At 1:30 he goes home for lunch and a siesta. I sometimes see him late in the day, all cleaned up, hair combed, in the piazza with some other men his age. Even though I see that he is involved in animated stories with them, he always stops to say hello. I also see him at church every week, looking rather polished. He doesn’t sit in the pews…he stands at the back of the church with the other men. This isn’t particular to Giacomino however. Few men accompany their wives to church, and most who do, don’t sit with them. I can only guess at their reasons but it could be out of politeness, reserving the seats for the women, or it might be that it just isn’t cool, or maybe a little of both.

Giacomino informed me this week that he won’t be coming back in the afternoons to work anymore, and he won’t be planting as many tomatoes this year.

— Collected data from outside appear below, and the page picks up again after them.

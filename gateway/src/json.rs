//! Function wrappers for deserializing and serializing gateway payloads.

use crate::model::GatewayEvent;
use serde::{de::DeserializeOwned, Deserialize, Serialize};
use serde_json::Value;
use std::{
    error::Error,
    fmt::{Display, Formatter, Result as FmtResult},
};

/// Parsing a gateway frame into a [`GatewayEvent`] failed.
#[derive(Debug)]
pub struct GatewayEventParsingError {
    kind: GatewayEventParsingErrorType,
    source: Option<Box<dyn Error + Send + Sync>>,
}

impl GatewayEventParsingError {
    /// Immutable reference to the type of error that occurred.
    pub const fn kind(&self) -> &GatewayEventParsingErrorType {
        &self.kind
    }
}

impl Display for GatewayEventParsingError {
    fn fmt(&self, f: &mut Formatter<'_>) -> FmtResult {
        match self.kind {
            GatewayEventParsingErrorType::Deserializing => {
                f.write_str("deserializing gateway event as json failed")
            }
            GatewayEventParsingErrorType::PayloadInvalid => {
                f.write_str("payload is missing a required field or has an unrecognized opcode")
            }
        }
    }
}

impl Error for GatewayEventParsingError {
    fn source(&self) -> Option<&(dyn Error + 'static)> {
        self.source
            .as_ref()
            .map(|source| &**source as &(dyn Error + 'static))
    }
}

/// Type of [`GatewayEventParsingError`] that occurred.
#[derive(Debug)]
#[non_exhaustive]
pub enum GatewayEventParsingErrorType {
    /// Deserializing the payload from JSON failed.
    Deserializing,
    /// The payload didn't have the shape a gateway frame must have, such as
    /// a dispatch frame missing its `t`/`s` fields.
    PayloadInvalid,
}

#[derive(Deserialize)]
struct RawFrame {
    op: u8,
    #[serde(default)]
    d: Value,
    s: Option<u64>,
    t: Option<Box<str>>,
}

/// Deserialize a typed value from a JSON byte slice.
///
/// # Errors
///
/// Returns a [`GatewayEventParsingErrorType::Deserializing`] error if the
/// payload failed to deserialize as `T`.
pub fn from_slice<T: DeserializeOwned>(json: &[u8]) -> Result<T, GatewayEventParsingError> {
    serde_json::from_slice(json).map_err(|source| {
        tracing::error!("invalid JSON: {}", String::from_utf8_lossy(json));

        GatewayEventParsingError {
            kind: GatewayEventParsingErrorType::Deserializing,
            source: Some(Box::new(source)),
        }
    })
}

/// Serialize a value to a JSON byte vector, for transmission as a single
/// binary websocket message.
///
/// # Errors
///
/// Returns an error if serialization fails; this should only happen for
/// non-UTF8 strings since the rest of the wire model is plain data.
pub fn to_vec(value: &impl Serialize) -> serde_json::Result<Vec<u8>> {
    serde_json::to_vec(value)
}

/// Parse a raw gateway frame into a [`GatewayEvent`].
///
/// # Errors
///
/// Returns a [`GatewayEventParsingErrorType::Deserializing`] error if the
/// payload isn't valid JSON.
///
/// Returns a [`GatewayEventParsingErrorType::PayloadInvalid`] error if the
/// payload is valid JSON but doesn't have the shape a gateway frame of its
/// opcode must have.
pub fn parse(json: &[u8]) -> Result<GatewayEvent, GatewayEventParsingError> {
    let invalid = || GatewayEventParsingError {
        kind: GatewayEventParsingErrorType::PayloadInvalid,
        source: None,
    };

    let raw: RawFrame = from_slice(json)?;

    let event = match raw.op {
        0 => {
            let seq = raw.s.ok_or_else(invalid)?;
            let name = raw.t.ok_or_else(invalid)?;

            GatewayEvent::Dispatch(seq, name, raw.d)
        }
        1 => GatewayEvent::Heartbeat,
        7 => GatewayEvent::Reconnect,
        9 => {
            let resumable = serde_json::from_value(raw.d).map_err(|source| {
                GatewayEventParsingError {
                    kind: GatewayEventParsingErrorType::PayloadInvalid,
                    source: Some(Box::new(source)),
                }
            })?;

            GatewayEvent::InvalidSession(resumable)
        }
        10 => {
            #[derive(Deserialize)]
            struct Hello {
                heartbeat_interval: u64,
            }

            let hello: Hello = serde_json::from_value(raw.d).map_err(|source| {
                GatewayEventParsingError {
                    kind: GatewayEventParsingErrorType::PayloadInvalid,
                    source: Some(Box::new(source)),
                }
            })?;

            GatewayEvent::Hello(hello.heartbeat_interval)
        }
        11 => GatewayEvent::HeartbeatAck,
        _ => return Err(invalid()),
    };

    Ok(event)
}

#[cfg(test)]
mod tests {
    use super::parse;
    use crate::model::GatewayEvent;

    #[test]
    fn parses_hello() {
        let json = br#"{"op":10,"d":{"heartbeat_interval":45000}}"#;

        match parse(json).unwrap() {
            GatewayEvent::Hello(interval) => assert_eq!(interval, 45000),
            other => panic!("unexpected event: {other:?}"),
        }
    }

    #[test]
    fn parses_dispatch() {
        let json = br#"{"op":0,"s":1,"t":"READY","d":{"session_id":"abc"}}"#;

        match parse(json).unwrap() {
            GatewayEvent::Dispatch(seq, name, data) => {
                assert_eq!(seq, 1);
                assert_eq!(&*name, "READY");
                assert_eq!(data["session_id"], "abc");
            }
            other => panic!("unexpected event: {other:?}"),
        }
    }

    #[test]
    fn dispatch_without_sequence_is_invalid() {
        let json = br#"{"op":0,"t":"READY","d":{}}"#;

        assert!(parse(json).is_err());
    }

    #[test]
    fn parses_invalid_session() {
        let json = br#"{"op":9,"d":true}"#;

        match parse(json).unwrap() {
            GatewayEvent::InvalidSession(resumable) => assert!(resumable),
            other => panic!("unexpected event: {other:?}"),
        }
    }

    #[test]
    fn unknown_opcode_is_invalid() {
        let json = br#"{"op":99,"d":null}"#;

        assert!(parse(json).is_err());
    }
}
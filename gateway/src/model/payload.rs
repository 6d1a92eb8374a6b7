//! The small subset of Gateway wire payloads the session runtime needs to
//! send and receive.
//!
//! The full REST record catalogue (channels, guilds, messages, ...) is out
//! of scope for this crate; only the handshake and liveness payloads live
//! here.

use super::{intents::Intents, opcode::OpCode};
use serde::{Deserialize, Serialize};
use serde_json::Value;
use std::borrow::Cow;

/// Envelope written to the socket: `{"op": ..., "d": ...}`.
#[derive(Debug, Serialize)]
pub struct Payload<T> {
    pub op: OpCode,
    pub d: T,
}

impl<T> Payload<T> {
    pub const fn new(op: OpCode, d: T) -> Self {
        Self { op, d }
    }
}

/// A decoded incoming frame, with its payload left generic over what opcode
/// it carries.
///
/// Produced by [`crate::json::parse`].
#[derive(Debug, Clone)]
pub enum GatewayEvent {
    /// An event was dispatched; carries the sequence number, event name, and
    /// raw event data.
    Dispatch(u64, Box<str>, Value),
    /// Either side is requesting a heartbeat.
    Heartbeat,
    /// A heartbeat was acknowledged.
    HeartbeatAck,
    /// Sent immediately after connecting.
    Hello(u64),
    /// The session has been invalidated; `true` if it can be resumed.
    InvalidSession(bool),
    /// The server is asking the client to reconnect and resume.
    Reconnect,
}

/// Connection properties sent with [`Identify`].
#[derive(Clone, Debug, Serialize)]
pub struct IdentifyProperties {
    pub os: Cow<'static, str>,
    pub browser: Cow<'static, str>,
    pub device: Cow<'static, str>,
}

impl IdentifyProperties {
    pub fn new(browser: &'static str, device: &'static str, os: &'static str) -> Self {
        Self {
            os: Cow::Borrowed(os),
            browser: Cow::Borrowed(browser),
            device: Cow::Borrowed(device),
        }
    }
}

impl Default for IdentifyProperties {
    fn default() -> Self {
        Self::new("gateway-rs", "gateway-rs", std::env::consts::OS)
    }
}

/// Payload sent with [`OpCode::Identify`].
#[derive(Debug, Serialize)]
pub struct Identify {
    pub token: Box<str>,
    pub properties: IdentifyProperties,
    #[serde(skip_serializing_if = "Option::is_none")]
    pub compress: Option<bool>,
    pub large_threshold: u64,
    #[serde(skip_serializing_if = "Option::is_none")]
    pub shard: Option<[u64; 2]>,
    #[serde(skip_serializing_if = "Option::is_none")]
    pub presence: Option<UpdatePresencePayload>,
    pub intents: Intents,
}

/// Payload sent with [`OpCode::Resume`].
#[derive(Debug, Serialize)]
pub struct Resume {
    pub token: Box<str>,
    pub session_id: Box<str>,
    pub seq: u64,
}

/// Presence update, sent either with [`Identify`] or on its own.
#[derive(Clone, Debug, Default, Serialize, Deserialize)]
pub struct UpdatePresencePayload {
    #[serde(skip_serializing_if = "Option::is_none")]
    pub since: Option<u64>,
    pub activities: Vec<Activity>,
    pub status: Status,
    pub afk: bool,
}

impl UpdatePresencePayload {
    pub fn new(activities: Vec<Activity>, afk: bool, since: Option<u64>, status: Status) -> Self {
        Self {
            since,
            activities,
            status,
            afk,
        }
    }
}

#[derive(Clone, Debug, Serialize, Deserialize)]
pub struct Activity {
    pub name: String,
    #[serde(rename = "type")]
    pub kind: ActivityType,
    #[serde(skip_serializing_if = "Option::is_none")]
    pub url: Option<String>,
}

#[derive(Clone, Copy, Debug, Eq, PartialEq, Serialize, Deserialize)]
#[serde(from = "u8", into = "u8")]
pub enum ActivityType {
    Playing,
    Streaming,
    Listening,
    Watching,
    Custom,
    Competing,
}

impl From<u8> for ActivityType {
    fn from(value: u8) -> Self {
        match value {
            1 => Self::Streaming,
            2 => Self::Listening,
            3 => Self::Watching,
            4 => Self::Custom,
            5 => Self::Competing,
            _ => Self::Playing,
        }
    }
}

impl From<ActivityType> for u8 {
    fn from(value: ActivityType) -> Self {
        match value {
            ActivityType::Playing => 0,
            ActivityType::Streaming => 1,
            ActivityType::Listening => 2,
            ActivityType::Watching => 3,
            ActivityType::Custom => 4,
            ActivityType::Competing => 5,
        }
    }
}

#[derive(Clone, Copy, Debug, Default, Eq, PartialEq, Serialize, Deserialize)]
#[serde(rename_all = "lowercase")]
pub enum Status {
    #[default]
    Online,
    Dnd,
    Idle,
    Invisible,
    Offline,
}

/// `d.application` field of a READY payload.
#[derive(Clone, Debug, Deserialize)]
pub struct PartialApplication {
    pub id: Box<str>,
}

/// The data carried by a READY dispatch.
#[derive(Clone, Debug, Deserialize)]
pub struct Ready {
    pub session_id: Box<str>,
    pub resume_gateway_url: Box<str>,
    pub application: PartialApplication,
    #[serde(default)]
    pub shard: Option<[u64; 2]>,
}

/// Response body of the `GetGatewayBot` REST endpoint; the HTTP call itself
/// is an external collaborator out of this crate's scope.
#[derive(Clone, Debug, Deserialize)]
pub struct GatewayBot {
    pub url: Box<str>,
    pub shards: u64,
    pub session_start_limit: SessionStartLimit,
}

/// `session_start_limit` field of [`GatewayBot`].
#[derive(Clone, Copy, Debug, Deserialize)]
pub struct SessionStartLimit {
    pub total: u64,
    pub remaining: u64,
    pub reset_after: u64,
    pub max_concurrency: u64,
}

#[cfg(test)]
mod tests {
    use super::{Identify, IdentifyProperties, Intents};
    use crate::model::opcode::OpCode;

    use super::Payload;

    #[test]
    fn identify_serializes_without_shard_when_absent() {
        let identify = Identify {
            token: "Bot abc".into(),
            properties: IdentifyProperties::default(),
            compress: Some(true),
            large_threshold: 250,
            shard: None,
            presence: None,
            intents: Intents::GUILDS,
        };

        let json = serde_json::to_value(&Payload::new(OpCode::Identify, identify)).unwrap();

        assert!(json["d"].get("shard").is_none());
        assert_eq!(json["d"]["large_threshold"], 250);
        assert_eq!(json["op"], 2);
    }
}
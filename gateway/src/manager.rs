//! Supervises a single session's lifetime: decides, from a disconnect's
//! close code (or its absence), whether to resume, reconnect fresh, or give
//! up for good, and fans in exit reasons from the session's background
//! tasks through a single-slot events channel.

use crate::model::CloseCode;
use std::sync::{
    atomic::{AtomicBool, Ordering},
    Arc,
};
use tokio::{
    sync::{mpsc, Notify},
    task::JoinSet,
};

/// What the supervisor should do after a session's connection drops.
#[derive(Clone, Copy, Debug, Eq, PartialEq)]
pub enum ReconnectPolicy {
    /// Reuse resume credentials; the gateway promised replay of missed
    /// events.
    Resume,
    /// Reconnect with a fresh `IDENTIFY`; resume credentials are no longer
    /// valid (or none exist yet).
    Reconnect,
    /// The error is not recoverable by reconnecting at all; give up.
    Fatal,
}

/// Map a gateway close code to the action the supervisor should take.
///
/// A missing close code (e.g. the TCP connection simply dropped, or the
/// server sent no close frame) is treated the same as a resumable
/// disconnect: Discord's own guidance is that most non-close-frame
/// disconnects are safe to resume.
pub fn policy_for_close(code: Option<CloseCode>) -> ReconnectPolicy {
    match code {
        None => ReconnectPolicy::Resume,
        Some(code) => match code {
            CloseCode::UnknownError
            | CloseCode::UnknownOpcode
            | CloseCode::DecodeError
            | CloseCode::NotAuthenticated
            | CloseCode::AlreadyAuthenticated
            | CloseCode::RateLimited
            | CloseCode::SessionTimedOut => ReconnectPolicy::Resume,

            CloseCode::InvalidSequence => ReconnectPolicy::Reconnect,

            CloseCode::AuthenticationFailed
            | CloseCode::InvalidShard
            | CloseCode::ShardingRequired
            | CloseCode::InvalidApiVersion
            | CloseCode::InvalidIntents
            | CloseCode::DisallowedIntents => ReconnectPolicy::Fatal,
        },
    }
}

/// Cooperative shutdown signal shared by a session's background tasks.
#[derive(Debug, Default)]
pub struct Shutdown {
    notify: Notify,
    cancelled: AtomicBool,
}

impl Shutdown {
    pub fn new() -> Arc<Self> {
        Arc::new(Self::default())
    }

    pub fn cancel(&self) {
        self.cancelled.store(true, Ordering::SeqCst);
        self.notify.notify_waiters();
    }

    pub fn is_cancelled(&self) -> bool {
        self.cancelled.load(Ordering::SeqCst)
    }

    pub async fn cancelled(&self) {
        if self.is_cancelled() {
            return;
        }

        self.notify.notified().await;
    }
}

/// Owns a session's group of background tasks (socket forwarder, heartbeat
/// pulse, listener) and a single-slot channel those tasks report their exit
/// reason (`E`) into. The first event received is the session's cue to tear
/// the rest of the group down.
#[derive(Debug)]
pub struct Manager<E> {
    tasks: JoinSet<()>,
    shutdown: Arc<Shutdown>,
    events_tx: mpsc::UnboundedSender<E>,
    events_rx: mpsc::UnboundedReceiver<E>,
}

impl<E: Send + 'static> Default for Manager<E> {
    fn default() -> Self {
        Self::new()
    }
}

impl<E: Send + 'static> Manager<E> {
    pub fn new() -> Self {
        let (events_tx, events_rx) = mpsc::unbounded_channel();

        Self {
            tasks: JoinSet::new(),
            shutdown: Shutdown::new(),
            events_tx,
            events_rx,
        }
    }

    pub fn shutdown_handle(&self) -> Arc<Shutdown> {
        Arc::clone(&self.shutdown)
    }

    /// A sender into this manager's events channel, for a spawned task to
    /// report its exit reason with.
    pub fn events_sender(&self) -> mpsc::UnboundedSender<E> {
        self.events_tx.clone()
    }

    /// Spawn a task as part of this session's group.
    pub fn spawn<F>(&mut self, task: F)
    where
        F: std::future::Future<Output = ()> + Send + 'static,
    {
        self.tasks.spawn(task);
    }

    /// Signal every task in the group to stop, then abort whichever ones are
    /// still running and wait for the group to finish. Tasks in this crate
    /// don't poll `shutdown_handle()` themselves (aborting is enough to stop
    /// a channel read or a sleep), but it's left available for one that
    /// needs to run cleanup before exiting.
    pub async fn shutdown(mut self) {
        self.shutdown.cancel();
        self.tasks.abort_all();

        while self.tasks.join_next().await.is_some() {}
    }

    /// Wait for the first subordinate task to report an exit reason.
    pub async fn next_event(&mut self) -> Option<E> {
        self.events_rx.recv().await
    }
}

#[cfg(test)]
mod tests {
    use super::{policy_for_close, Manager, ReconnectPolicy, Shutdown};
    use crate::model::CloseCode;
    use std::sync::atomic::Ordering;

    #[test]
    fn authentication_failure_is_fatal() {
        assert_eq!(
            policy_for_close(Some(CloseCode::AuthenticationFailed)),
            ReconnectPolicy::Fatal
        );
    }

    #[test]
    fn disallowed_intents_is_fatal() {
        assert_eq!(
            policy_for_close(Some(CloseCode::DisallowedIntents)),
            ReconnectPolicy::Fatal
        );
    }

    #[test]
    fn invalid_sequence_forces_fresh_identify() {
        assert_eq!(
            policy_for_close(Some(CloseCode::InvalidSequence)),
            ReconnectPolicy::Reconnect
        );
    }

    #[test]
    fn missing_close_code_is_resumable() {
        assert_eq!(policy_for_close(None), ReconnectPolicy::Resume);
    }

    #[test]
    fn session_timeout_is_resumable() {
        assert_eq!(
            policy_for_close(Some(CloseCode::SessionTimedOut)),
            ReconnectPolicy::Resume
        );
    }

    #[tokio::test]
    async fn shutdown_wakes_all_waiters() {
        let shutdown = Shutdown::new();
        let waiter = {
            let shutdown = std::sync::Arc::clone(&shutdown);
            tokio::spawn(async move {
                shutdown.cancelled().await;
            })
        };

        shutdown.cancel();
        waiter.await.unwrap();
        assert!(shutdown.is_cancelled());
    }

    #[tokio::test]
    async fn manager_shutdown_drains_all_tasks() {
        let mut manager = Manager::<()>::new();
        let handle = manager.shutdown_handle();

        manager.spawn(async move {
            handle.cancelled().await;
        });

        // shutdown() consumes the manager once every spawned task exits.
        manager.shutdown().await;
    }

    #[tokio::test]
    async fn next_event_reports_the_first_reported_exit() {
        let mut manager = Manager::<&'static str>::new();
        let events = manager.events_sender();

        manager.spawn(async move {
            let _ = events.send("done");
        });

        assert_eq!(manager.next_event().await, Some("done"));
    }

    #[test]
    fn shutdown_cancelled_flag_is_idempotent() {
        let shutdown = Shutdown::new();
        shutdown.cancel();
        shutdown.cancel();
        assert!(shutdown.cancelled.load(Ordering::SeqCst));
    }
}
use serde_repr::{Deserialize_repr, Serialize_repr};
use std::{
    error::Error,
    fmt::{Display, Formatter, Result as FmtResult},
};

/// Gateway close event codes.
#[derive(Clone, Copy, Debug, Deserialize_repr, Eq, Hash, PartialEq, Serialize_repr)]
#[non_exhaustive]
#[repr(u16)]
pub enum CloseCode {
    /// An unknown error occurred.
    UnknownError = 4000,
    /// An invalid opcode or payload for an opcode was sent.
    UnknownOpcode = 4001,
    /// An invalid payload was sent.
    DecodeError = 4002,
    /// A payload was sent prior to identifying.
    NotAuthenticated = 4003,
    /// An invalid token was sent when identifying.
    AuthenticationFailed = 4004,
    /// Multiple identify payloads were sent.
    AlreadyAuthenticated = 4005,
    /// An invalid sequence was sent for resuming.
    InvalidSequence = 4007,
    /// Too many payloads were sent in a certain amount of time.
    RateLimited = 4008,
    /// The session timed out.
    SessionTimedOut = 4009,
    /// An invalid shard was sent when identifying.
    InvalidShard = 4010,
    /// Sharding is required because there are too many guilds.
    ShardingRequired = 4011,
    /// An invalid version for the gateway was sent.
    InvalidApiVersion = 4012,
    /// An invalid intent was sent.
    InvalidIntents = 4013,
    /// A disallowed intent was sent; it may need allowlisting.
    DisallowedIntents = 4014,
}

/// Conversion from a raw close code `u16` failed because it isn't a
/// recognised Gateway close code.
#[derive(Debug, PartialEq, Eq)]
pub struct CloseCodeConversionError {
    code: u16,
}

impl CloseCodeConversionError {
    const fn new(code: u16) -> Self {
        Self { code }
    }

    /// The raw close code that failed to convert.
    pub const fn code(&self) -> u16 {
        self.code
    }
}

impl Display for CloseCodeConversionError {
    fn fmt(&self, f: &mut Formatter<'_>) -> FmtResult {
        Display::fmt(&self.code, f)?;

        f.write_str(" isn't a known gateway close code")
    }
}

impl Error for CloseCodeConversionError {}

impl TryFrom<u16> for CloseCode {
    type Error = CloseCodeConversionError;

    fn try_from(value: u16) -> Result<Self, Self::Error> {
        let close_code = match value {
            4000 => Self::UnknownError,
            4001 => Self::UnknownOpcode,
            4002 => Self::DecodeError,
            4003 => Self::NotAuthenticated,
            4004 => Self::AuthenticationFailed,
            4005 => Self::AlreadyAuthenticated,
            4007 => Self::InvalidSequence,
            4008 => Self::RateLimited,
            4009 => Self::SessionTimedOut,
            4010 => Self::InvalidShard,
            4011 => Self::ShardingRequired,
            4012 => Self::InvalidApiVersion,
            4013 => Self::InvalidIntents,
            4014 => Self::DisallowedIntents,
            _ => return Err(CloseCodeConversionError::new(value)),
        };

        Ok(close_code)
    }
}

#[cfg(test)]
mod tests {
    use super::CloseCode;

    #[test]
    fn conversion() {
        assert_eq!(CloseCode::try_from(4004).unwrap(), CloseCode::AuthenticationFailed);
        assert_eq!(CloseCode::try_from(4011).unwrap(), CloseCode::ShardingRequired);
        assert!(CloseCode::try_from(1000).is_err());
    }
}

He just learned that he has dangerously high blood pressure. He adamantly refuses any help in the vineyard but I can see that he is scared. I know that he couldn’t bare living life as an invalid. I see how he still loves his life.

These days, I make my way around to the other side of the balcony a little more. It is a view I hope to see for many more years: the vineyard, the garden, the cats, the chickens and Giacomino. This gardener has become part of the ground that he labors, part of the view from my balcony. They say that grapes offer more succulent juice if the vine has had to work hard and dig deep for its nutrients and water. Like the vine, Giacomino has had to work hard and struggle throughout his life, and all who know him are enriched by his presence.

A year ago, I had a taste of Giacomino’s wine. He buys Aglianico grapes from Puglia and makes his own. It was not bad. However, the bottles he gifted me this year were difficult to swallow. I have seen Giacomino’s winemaking techniques and he’s a staunch promoter of quantity over quality, pressing, and squeezing every last drop out of the grapes. What follows is a description of what I tasted this year.

Giacomino's Wine

Artiginal wine
Producer: Giacomino
Grapes: Aglianico from Puglia

Deep, dark and almost black except for a shimmer of ruby where it picks up the light. I cannot see through the glass, though I don’t see any deposits. After I swirl, it is a different story…small deposits remain on the side of the glass, instead of the sweet tears that I usually see. The wine has weight as I swirl it

The first and strongest scent is that of leather followed by a vegetal green pepper and wet earth smell. It is difficult to smell the fruit over the intense animal and vegetal scents. This is the daily wine of most Neapolitan tables..made in their own cantinas, by their own hands, with ambient yeast, and fermented in plastic vats and then in demijohns. This is not a complex wine.

This wine is dry, high in acidity, with medium tannin and alcohol levels. It is medium bodied and surprisingly smooth. The flavor characteristics of this wine are unfortunately the spoilers, almost to the point of being undrinkable…there is a taste of fruit that is starting to spoil, and green pepper possibly. It is unfortunately pronounced in its intensity and is of medium length in the mouth.

Though it has good acidity, and may last a while longer in the bottle, I don’t think it will get better.

This wine should be paired with…..7up…and a lot of it.